Processing Your Payment

Please do not leave this page until complete. This can take a few moments.

December 10, 2020

Clinton narrows split tax rate

Photo | Grant Welker High Street in Clinton

Clinton's tax rate puts a heavier burden on commercial and industrial property owners, but the gap is being narrowed.

The Clinton Board of Selectmen voted Dec. 2 to narrow the split rate by 2 percentage points, to its lowest rate yet. The new rates are $15.94 per $1,000 in valuation for residential properties and $27.10 for commercial and industrial properties.

The split between the two uses has gone down 15 percentage points since 2015, according to Chairman Sean Kerrigan.
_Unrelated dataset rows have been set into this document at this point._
//! Rig configuration.
//!
//! Every field has a default matching the stock viewer, so a settings file
//! only needs the values it changes:
//!
//! ```json
//! {
//!   "first_person": { "speed": 30.0 },
//!   "globe": { "frame": "body_fixed" },
//!   "surfaces": { "window_pane": "glass" }
//! }
//! ```

use std::f32::consts::PI;
use std::path::Path;

use glam::Vec3;
use serde::{Deserialize, Serialize};

use crate::error::{Error, Result};
use crate::first_person::FirstPersonSettings;
use crate::geocode::GeoFrame;
use crate::orbit::OrbitSettings;
use crate::rig::CameraMode;
use crate::surface::SurfaceTable;

/// Perspective lens parameters.
#[derive(Debug, Clone, PartialEq, Serialize, Deserialize)]
#[serde(default)]
pub struct LensSettings {
    /// Vertical field of view in degrees.
    pub fov_y_degrees: f32,
    pub near: f32,
    pub far: f32,
}

impl Default for LensSettings {
    fn default() -> Self {
        Self {
            fov_y_degrees: 45.0,
            near: 0.01,
            far: 1000.0,
        }
    }
}

impl LensSettings {
    pub fn fov_y(&self) -> f32 {
        self.fov_y_degrees.to_radians()
    }
}

/// Globe placement and behaviour.
#[derive(Debug, Clone, PartialEq, Serialize, Deserialize)]
#[serde(default)]
pub struct GlobeSettings {
    /// World-space centre.
    pub center: Vec3,
    pub radius: f32,
    /// Spin about +Y in radians per second.
    pub spin_rate: f32,
    /// Frame coordinates are reported in.
    pub frame: GeoFrame,
}

impl Default for GlobeSettings {
    fn default() -> Self {
        Self {
            center: Vec3::new(0.0, -26.0, 0.0),
            radius: 24.0,
            spin_rate: 0.048,
            frame: GeoFrame::World,
        }
    }
}

/// Complete configuration for one viewer session.
#[derive(Debug, Clone, PartialEq, Serialize, Deserialize)]
#[serde(default)]
pub struct RigSettings {
    pub orbit: OrbitSettings,
    pub first_person: FirstPersonSettings,
    pub lens: LensSettings,
    pub globe: GlobeSettings,
    /// Initial camera position.
    pub start_position: Vec3,
    pub initial_mode: CameraMode,
    /// Mesh identifier to surface class.
    pub surfaces: SurfaceTable,
}

impl Default for RigSettings {
    fn default() -> Self {
        Self {
            orbit: OrbitSettings::default(),
            first_person: FirstPersonSettings::default(),
            lens: LensSettings::default(),
            globe: GlobeSettings::default(),
            start_position: Vec3::new(2.0, 3.0, 8.0),
            initial_mode: CameraMode::Orbit,
            surfaces: SurfaceTable::new(),
        }
    }
}

impl RigSettings {
    /// Parse and validate settings from JSON.
    pub fn from_json(json: &str) -> Result<Self> {
        let settings: Self = serde_json::from_str(json)?;
        settings.validate()?;
        Ok(settings)
    }

    /// Read, parse and validate a settings file.
    pub fn from_json_file(path: impl AsRef<Path>) -> Result<Self> {
        let path = path.as_ref();
        let json = std::fs::read_to_string(path).map_err(|e| Error::Io {
            path: path.display().to_string(),
            message: e.to_string(),
        })?;
        Self::from_json(&json)
    }

    /// Check every value against its allowed range.
    pub fn validate(&self) -> Result<()> {
        let orbit = &self.orbit;
        positive("orbit.min_distance", orbit.min_distance)?;
        if !(orbit.max_distance >= orbit.min_distance) {
            return Err(Error::invalid(
                "orbit.max_distance",
                format!(
                    "{} is below min_distance {}",
                    orbit.max_distance, orbit.min_distance
                ),
            ));
        }
        in_range("orbit.min_polar_angle", orbit.min_polar_angle, 0.0, PI)?;
        in_range("orbit.max_polar_angle", orbit.max_polar_angle, 0.0, PI)?;
        if !(orbit.min_polar_angle < orbit.max_polar_angle) {
            return Err(Error::invalid(
                "orbit.max_polar_angle",
                "must be greater than min_polar_angle",
            ));
        }
        positive("orbit.rotate_sensitivity", orbit.rotate_sensitivity)?;
        non_negative("orbit.pan_sensitivity", orbit.pan_sensitivity)?;
        if !(orbit.zoom_step > 0.0 && orbit.zoom_step <= 1.0) {
            return Err(Error::invalid(
                "orbit.zoom_step",
                format!("{} is outside (0, 1]", orbit.zoom_step),
            ));
        }
        in_range("orbit.damping_factor", orbit.damping_factor, 0.0, 1.0)?;

        let first_person = &self.first_person;
        non_negative("first_person.speed", first_person.speed)?;
        non_negative("first_person.damping", first_person.damping)?;
        positive("first_person.look_sensitivity", first_person.look_sensitivity)?;
        in_range(
            "first_person.pitch_limit",
            first_person.pitch_limit,
            0.0,
            PI / 2.0,
        )?;

        let lens = &self.lens;
        if !(lens.fov_y_degrees > 0.0 && lens.fov_y_degrees < 180.0) {
            return Err(Error::invalid(
                "lens.fov_y_degrees",
                format!("{} is outside (0, 180)", lens.fov_y_degrees),
            ));
        }
        positive("lens.near", lens.near)?;
        if !(lens.far > lens.near) {
            return Err(Error::invalid("lens.far", "must be greater than lens.near"));
        }

        positive("globe.radius", self.globe.radius)?;
        finite("globe.spin_rate", self.globe.spin_rate)?;
        if !self.globe.center.is_finite() {
            return Err(Error::invalid("globe.center", "must be finite"));
        }
        if !self.start_position.is_finite() {
            return Err(Error::invalid("start_position", "must be finite"));
        }
        Ok(())
    }
}

fn finite(name: &'static str, value: f32) -> Result<()> {
    if value.is_finite() {
        Ok(())
    } else {
        Err(Error::invalid(name, format!("{value} is not finite")))
    }
}

fn positive(name: &'static str, value: f32) -> Result<()> {
    finite(name, value)?;
    if value > 0.0 {
        Ok(())
    } else {
        Err(Error::invalid(name, format!("{value} must be positive")))
    }
}

fn non_negative(name: &'static str, value: f32) -> Result<()> {
    finite(name, value)?;
    if value >= 0.0 {
        Ok(())
    } else {
        Err(Error::invalid(name, format!("{value} must not be negative")))
    }
}

fn in_range(name: &'static str, value: f32, lo: f32, hi: f32) -> Result<()> {
    finite(name, value)?;
    if (lo..=hi).contains(&value) {
        Ok(())
    } else {
        Err(Error::invalid(
            name,
            format!("{value} is outside [{lo}, {hi}]"),
        ))
    }
}

#[cfg(test)]
mod tests {
    use super::*;
    use crate::surface::SurfaceClass;

    #[test]
    fn test_defaults_are_valid() {
        RigSettings::default().validate().unwrap();
    }

    #[test]
    fn test_partial_json_keeps_defaults() {
        let settings = RigSettings::from_json(
            r#"{
                "first_person": { "speed": 30.0 },
                "globe": { "frame": "body_fixed" },
                "initial_mode": "first_person",
                "surfaces": { "window_pane": "glass" }
            }"#,
        )
        .unwrap();
        assert!((settings.first_person.speed - 30.0).abs() < f32::EPSILON);
        assert!((settings.first_person.damping - 6.0).abs() < f32::EPSILON);
        assert_eq!(settings.globe.frame, GeoFrame::BodyFixed);
        assert_eq!(settings.initial_mode, CameraMode::FirstPerson);
        assert_eq!(settings.surfaces.classify("window_pane"), SurfaceClass::Glass);
        assert!((settings.orbit.max_distance - 50.0).abs() < f32::EPSILON);
    }

    #[test]
    fn test_vec3_from_json_array() {
        let settings = RigSettings::from_json(r#"{ "start_position": [0.0, 2.0, 6.0] }"#).unwrap();
        assert_eq!(settings.start_position, Vec3::new(0.0, 2.0, 6.0));
    }

    #[test]
    fn test_rejects_inverted_distance() {
        let err = RigSettings::from_json(r#"{ "orbit": { "min_distance": 10.0, "max_distance": 2.0 } }"#)
            .unwrap_err();
        assert!(matches!(
            err,
            Error::InvalidSetting {
                name: "orbit.max_distance",
                ..
            }
        ));
    }

    #[test]
    fn test_rejects_polar_outside_hemisphere() {
        let mut settings = RigSettings::default();
        settings.orbit.max_polar_angle = 4.0;
        assert!(matches!(
            settings.validate(),
            Err(Error::InvalidSetting {
                name: "orbit.max_polar_angle",
                ..
            })
        ));
    }

    #[test]
    fn test_rejects_negative_damping() {
        let mut settings = RigSettings::default();
        settings.first_person.damping = -1.0;
        assert!(settings.validate().is_err());
    }

    #[test]
    fn test_malformed_json() {
        let err = RigSettings::from_json("{ not json").unwrap_err();
        assert!(matches!(err, Error::Config { .. }));
        assert!(err.to_string().starts_with("failed to parse settings"));
    }

    #[test]
    fn test_missing_file() {
        let err = RigSettings::from_json_file("/nonexistent/cupola.json").unwrap_err();
        assert!(matches!(err, Error::Io { .. }));
    }
}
In 2018, the board adopted a policy of lowering the split by 2 percentage points each year in an effort to move slowly toward a single rate.

Clinton is one of 15 Central Massachusetts communities, along with Auburn and Worceser, among others, to tax residential and commercial properties at different rates. The policy dates back to a 1980s Massachusetts law allowing municipalities to impose different tax rates, with the business tax rate usually significantly higher. Like Clinton, a number of communities with the split tax rate have made efforts to bring them together back to a single tax rate. Fitchburg, in 2019, eliminated its dual tax rate in favor of a single one for all property owners.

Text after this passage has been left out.